Advantages to ending maternity leave early and furloughing employee

  • Your employee may benefit from greater pay if they are otherwise only receiving SMP (or no maternity pay) – furlough pay would be based on 80% (up to £2,500) of her normal pay which is likely to be better than SMP after the first 6 weeks
  • You would have an additional resource available if government guidance is lifted partially/wholly, assuming your employee has no childcare issues
  • You could potentially save on pension contributions depending on the specifics of your scheme

 

Disdvantages to ending maternity leave early and furloughing employee

  • For your employee, there is a greater possibility that she may be brought back from furlough early if you require her to work
  • For your employee, they would no longer benefit from added protection as an employee on maternity leave (notably, in a redundancy situation those on maternity leave must be given priority for suitable alternative vacancies)
  • You would pay greater NI contributions on furlough pay in comparison to SMP
  • There is a moral dilemma for you as an employer as it seems to go against the purpose of the scheme in assisting those impacted by coronavirus.
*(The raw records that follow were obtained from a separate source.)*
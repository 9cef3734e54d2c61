//! Stage orchestration and run reporting
//!
//! Every unit (granule, band, zone) succeeds, is skipped or fails on its
//! own; the [`RunReport`] lists what did not complete and why.

use crate::core::composite::{composite_bands, merge_tiles, CompositeParams};
use crate::core::ledger::{retry_with_policy, LedgerRun, RetryPolicy, ZoneState};
use crate::core::patch_analysis::{analyze_raster, PatchParams};
use crate::core::quality_mask::{apply_usable_mask, decode_usable_mask, QualityMaskParams};
use crate::core::spectral_index::ndvi;
use crate::core::zonal::{clip_touching_geometry, rasterize_zones, zonal_summary, ZonalSummary};
use crate::io::catalog::{CatalogSearch, Granule};
use crate::io::tile_reader::{reproject_geometry, RegionOfInterest, TileReader, TileSource};
use crate::io::zones::ZoneLayer;
use crate::types::{
    Crs, MultiBandRaster, Raster, Tile, UsableMask, VerdureError, VerdureResult, ZonalRecord, Zone,
};
use std::collections::BTreeSet;
use std::fmt;

#[cfg(feature = "parallel")]
use rayon::prelude::*;

/// HLS surface reflectance scale factor
pub const HLS_REFLECTANCE_SCALE: f64 = 0.0001;

/// NAIP band order is red, green, blue, near-infrared
pub const NAIP_RED_BAND: isize = 1;
pub const NAIP_NIR_BAND: isize = 4;

#[derive(Debug, Clone, Copy, PartialEq, Eq)]
pub enum UnitStatus {
    Completed,
    Skipped,
    Failed,
}

#[derive(Debug, Clone)]
pub struct UnitOutcome {
    pub unit: String,
    pub status: UnitStatus,
    pub reason: Option<String>,
}

/// Per-unit outcomes of a batch
#[derive(Debug, Clone, Default)]
pub struct RunReport {
    pub outcomes: Vec<UnitOutcome>,
}

impl RunReport {
    pub fn completed(&mut self, unit: impl Into<String>) {
        self.outcomes.push(UnitOutcome {
            unit: unit.into(),
            status: UnitStatus::Completed,
            reason: None,
        });
    }

    /// Skippable errors are recorded as skipped, everything else as failed
    pub fn record_error(&mut self, unit: impl Into<String>, error: &VerdureError) {
        let unit = unit.into();
        let status = if error.is_skippable() {
            log::warn!("Skipping {}: {}", unit, error);
            UnitStatus::Skipped
        } else {
            log::error!("{} failed: {}", unit, error);
            UnitStatus::Failed
        };
        self.outcomes.push(UnitOutcome {
            unit,
            status,
            reason: Some(error.to_string()),
        });
    }

    /// Fold a ledger run in, one outcome per zone
    pub fn add_ledger_run(&mut self, run: &LedgerRun) {
        for (zone, state) in &run.states {
            let (status, reason) = match state {
                ZoneState::Committed => (UnitStatus::Completed, None),
                ZoneState::Skipped => (UnitStatus::Skipped, Some("already in ledger".to_string())),
                ZoneState::Failed(reason) => (UnitStatus::Failed, Some(reason.clone())),
                ZoneState::Pending | ZoneState::Computing => {
                    (UnitStatus::Failed, Some("not processed".to_string()))
                }
            };
            self.outcomes.push(UnitOutcome {
                unit: format!("zone {}", zone),
                status,
                reason,
            });
        }
    }

    pub fn extend(&mut self, other: RunReport) {
        self.outcomes.extend(other.outcomes);
    }

    fn with_status(&self, status: UnitStatus) -> Vec<&UnitOutcome> {
        self.outcomes.iter().filter(|o| o.status == status).collect()
    }

    pub fn skipped(&self) -> Vec<&UnitOutcome> {
        self.with_status(UnitStatus::Skipped)
    }

    pub fn failed(&self) -> Vec<&UnitOutcome> {
        self.with_status(UnitStatus::Failed)
    }

    pub fn completed_count(&self) -> usize {
        self.with_status(UnitStatus::Completed).len()
    }

    pub fn is_clean(&self) -> bool {
        self.failed().is_empty()
    }
}

impl fmt::Display for RunReport {
    fn fmt(&self, f: &mut fmt::Formatter<'_>) -> fmt::Result {
        writeln!(
            f,
            "{} units: {} completed, {} skipped, {} failed",
            self.outcomes.len(),
            self.completed_count(),
            self.skipped().len(),
            self.failed().len()
        )?;
        for outcome in self.outcomes.iter().filter(|o| o.status != UnitStatus::Completed) {
            writeln!(
                f,
                "  {:?} {}: {}",
                outcome.status,
                outcome.unit,
                outcome.reason.as_deref().unwrap_or("")
            )?;
        }
        Ok(())
    }
}

/// Tiles read from one granule and the band files that were skipped
#[derive(Debug, Default)]
pub struct GranuleTiles {
    pub tiles: Vec<Tile>,
    /// (tile unit, reason) per band file that could not be read
    pub skipped: Vec<(String, VerdureError)>,
}

/// Read each band of `granule` with `read` and apply the granule's mask.
///
/// A band file that is unavailable or misses the region is skipped on its
/// own; the granule's other bands are kept.
pub fn mask_granule_bands<F>(granule: &Granule, mask: &UsableMask, mut read: F) -> VerdureResult<GranuleTiles>
where
    F: FnMut(&TileSource) -> VerdureResult<Raster>,
{
    let mut out = GranuleTiles::default();
    for (band_id, source) in &granule.bands {
        let raster = match read(source) {
            Ok(raster) => raster,
            Err(e) if e.is_skippable() => {
                out.skipped.push((format!("tile {} {}", granule.label(), band_id), e));
                continue;
            }
            Err(e) => return Err(e),
        };
        out.tiles.push(Tile {
            band: band_id.clone(),
            acquired: granule.acquired,
            tile_id: granule.tile_id.clone(),
            raster: apply_usable_mask(&raster, mask)?,
        });
    }
    Ok(out)
}

/// Read, quality-mask and scale every spectral band of one granule
pub fn process_granule(
    reader: &TileReader,
    granule: &Granule,
    roi: &RegionOfInterest,
    quality: &QualityMaskParams,
) -> VerdureResult<GranuleTiles> {
    let quality_source = granule.quality.as_ref().ok_or_else(|| VerdureError::SourceUnavailable {
        source_id: granule.label(),
        reason: "granule has no quality layer".to_string(),
    })?;

    let flags = reader.read_quality(quality_source, roi)?;
    let mask = decode_usable_mask(&flags, &quality.mask_bits)?;

    let granule_tiles = mask_granule_bands(granule, &mask, |source| {
        reader.read_band(source, roi, 1, Some(HLS_REFLECTANCE_SCALE))
    })?;

    log::debug!(
        "Granule {}: {} bands read, {} skipped, {} of {} pixels usable",
        granule.label(),
        granule_tiles.tiles.len(),
        granule_tiles.skipped.len(),
        mask.usable_count(),
        mask.data.len()
    );
    Ok(granule_tiles)
}

/// Process granules independently; failures are reported per granule and
/// per band file
pub fn process_granules(
    reader: &TileReader,
    granules: &[Granule],
    roi: &RegionOfInterest,
    quality: &QualityMaskParams,
) -> (Vec<Tile>, RunReport) {
    log::info!("📡 Processing {} granules", granules.len());

    #[cfg(feature = "parallel")]
    let results: Vec<VerdureResult<GranuleTiles>> = granules
        .par_iter()
        .map(|g| process_granule(reader, g, roi, quality))
        .collect();
    #[cfg(not(feature = "parallel"))]
    let results: Vec<VerdureResult<GranuleTiles>> = granules
        .iter()
        .map(|g| process_granule(reader, g, roi, quality))
        .collect();

    let (tiles, report) = collect_granule_results(granules, results);
    log::info!(
        "Granules done: {} tiles, {} completed, {} skipped, {} failed",
        tiles.len(),
        report.completed_count(),
        report.skipped().len(),
        report.failed().len()
    );
    (tiles, report)
}

fn collect_granule_results(
    granules: &[Granule],
    results: Vec<VerdureResult<GranuleTiles>>,
) -> (Vec<Tile>, RunReport) {
    let mut tiles = Vec::new();
    let mut report = RunReport::default();
    for (granule, result) in granules.iter().zip(results) {
        let unit = format!("granule {}", granule.label());
        match result {
            Ok(granule_tiles) => {
                for (tile_unit, e) in &granule_tiles.skipped {
                    report.record_error(tile_unit.clone(), e);
                }
                tiles.extend(granule_tiles.tiles);
                report.completed(unit);
            }
            Err(e) => report.record_error(unit, &e),
        }
    }
    (tiles, report)
}

/// Every spectral band id listed by the granules, sorted
pub fn requested_bands(granules: &[Granule]) -> Vec<String> {
    granules
        .iter()
        .flat_map(|g| g.bands.keys().cloned())
        .collect::<BTreeSet<_>>()
        .into_iter()
        .collect()
}

/// Merge and composite each of `bands`; a band with no surviving tiles is
/// reported as missing
pub fn composite_reflectance(
    tiles: &[Tile],
    bands: &[String],
    params: &CompositeParams,
    report: &mut RunReport,
) -> VerdureResult<MultiBandRaster> {
    let outcome = composite_bands(tiles, bands, params);
    for (band, error) in &outcome.failures {
        report.record_error(format!("band {}", band), error);
    }

    let composite = outcome
        .composite
        .ok_or_else(|| VerdureError::Processing("No band could be composited".to_string()))?;
    for band in &composite.band_names {
        report.completed(format!("band {}", band));
    }

    log::info!(
        "✅ Composite ready: {} bands, {}x{} pixels",
        composite.band_count(),
        composite.shape().0,
        composite.shape().1
    );
    Ok(composite)
}

/// NDVI of one NAIP tile over the zone, keeping every pixel the zone touches
fn zone_tile_ndvi(reader: &TileReader, source: &TileSource, zone: &Zone, zone_crs: &Crs) -> VerdureResult<Raster> {
    let roi = RegionOfInterest::new(zone.geometry.clone(), zone_crs.clone());
    let bands = reader.read_bands(source, &roi, &[NAIP_RED_BAND, NAIP_NIR_BAND], None)?;
    let index = ndvi(&bands[0], &bands[1])?;
    let outline = reproject_geometry(&zone.geometry, zone_crs, &index.crs)?;
    Ok(clip_touching_geometry(&index, &outline))
}

/// Vegetation statistics of one zone from catalog imagery.
///
/// The catalog search is retried on transient failures; tiles that cannot be
/// opened or miss the zone are skipped.
pub fn zone_vegetation_record(
    reader: &TileReader,
    catalog: &dyn CatalogSearch,
    zone: &Zone,
    zone_crs: &Crs,
    retry: &RetryPolicy,
    patch: &PatchParams,
) -> VerdureResult<ZonalRecord> {
    let entries = retry_with_policy(retry, &format!("catalog search for zone {}", zone.id), |_| {
        catalog.search(zone)
    })?;
    log::debug!("Zone {}: {} catalog entries", zone.id, entries.len());

    let mut clipped = Vec::with_capacity(entries.len());
    for entry in &entries {
        match zone_tile_ndvi(reader, &entry.source, zone, zone_crs) {
            Ok(index) => clipped.push(index),
            Err(e) if e.is_skippable() => log::warn!("Zone {}: skipping {}: {}", zone.id, entry.source, e),
            Err(e) => return Err(e),
        }
    }

    if clipped.is_empty() {
        return Err(VerdureError::EmptyIntersection {
            source_id: format!("zone {}", zone.id),
        });
    }

    let merged = merge_tiles(&clipped)?;
    Ok(record_from_index(&zone.id, &merged, patch))
}

/// Ledger row from a zone's vegetation index raster
pub fn record_from_index(zone_id: &str, index: &Raster, patch: &PatchParams) -> ZonalRecord {
    let stats = analyze_raster(index, patch);
    ZonalRecord {
        zone: zone_id.to_string(),
        total_pixels: stats.total_pixels as u64,
        frac_veg: stats.vegetation_fraction(),
        mean_patch_size: stats.mean_patch_size,
        edge_density: stats.edge_density,
    }
}

/// Per-zone summary of an index raster over a zone layer
pub fn zone_index_summary(index: &Raster, layer: &ZoneLayer) -> VerdureResult<Vec<ZonalSummary>> {
    let projected = layer.reprojected(&index.crs)?;
    let labels = rasterize_zones(&projected.zones, index);
    zonal_summary(index, &labels, &projected.zones)
}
Your employee hasn’t currently been affected by coronavirus because she would otherwise be on maternity leave

 

How to approach the conversation

If your employee has raised the issue of an early return from maternity leave and asked to be furloughed, you should carefully consider whether:

  1. your business is struggling to maintain its workforce and/or your employment activities have been adversely affected by COVID-19. If you are already using the scheme that is likely to be an easy question to answer.
  2. it is appropriate under the rules to furlough the employee in question – e.g. is there not enough work for them to so and/or do they have childcare issues?
  3. it might be appropriate to explain the potential implications to the employee, or at least ensure they understand that they will be ending their status as someone on maternity leave and as such could be required to return to work when notified to do so by the employer.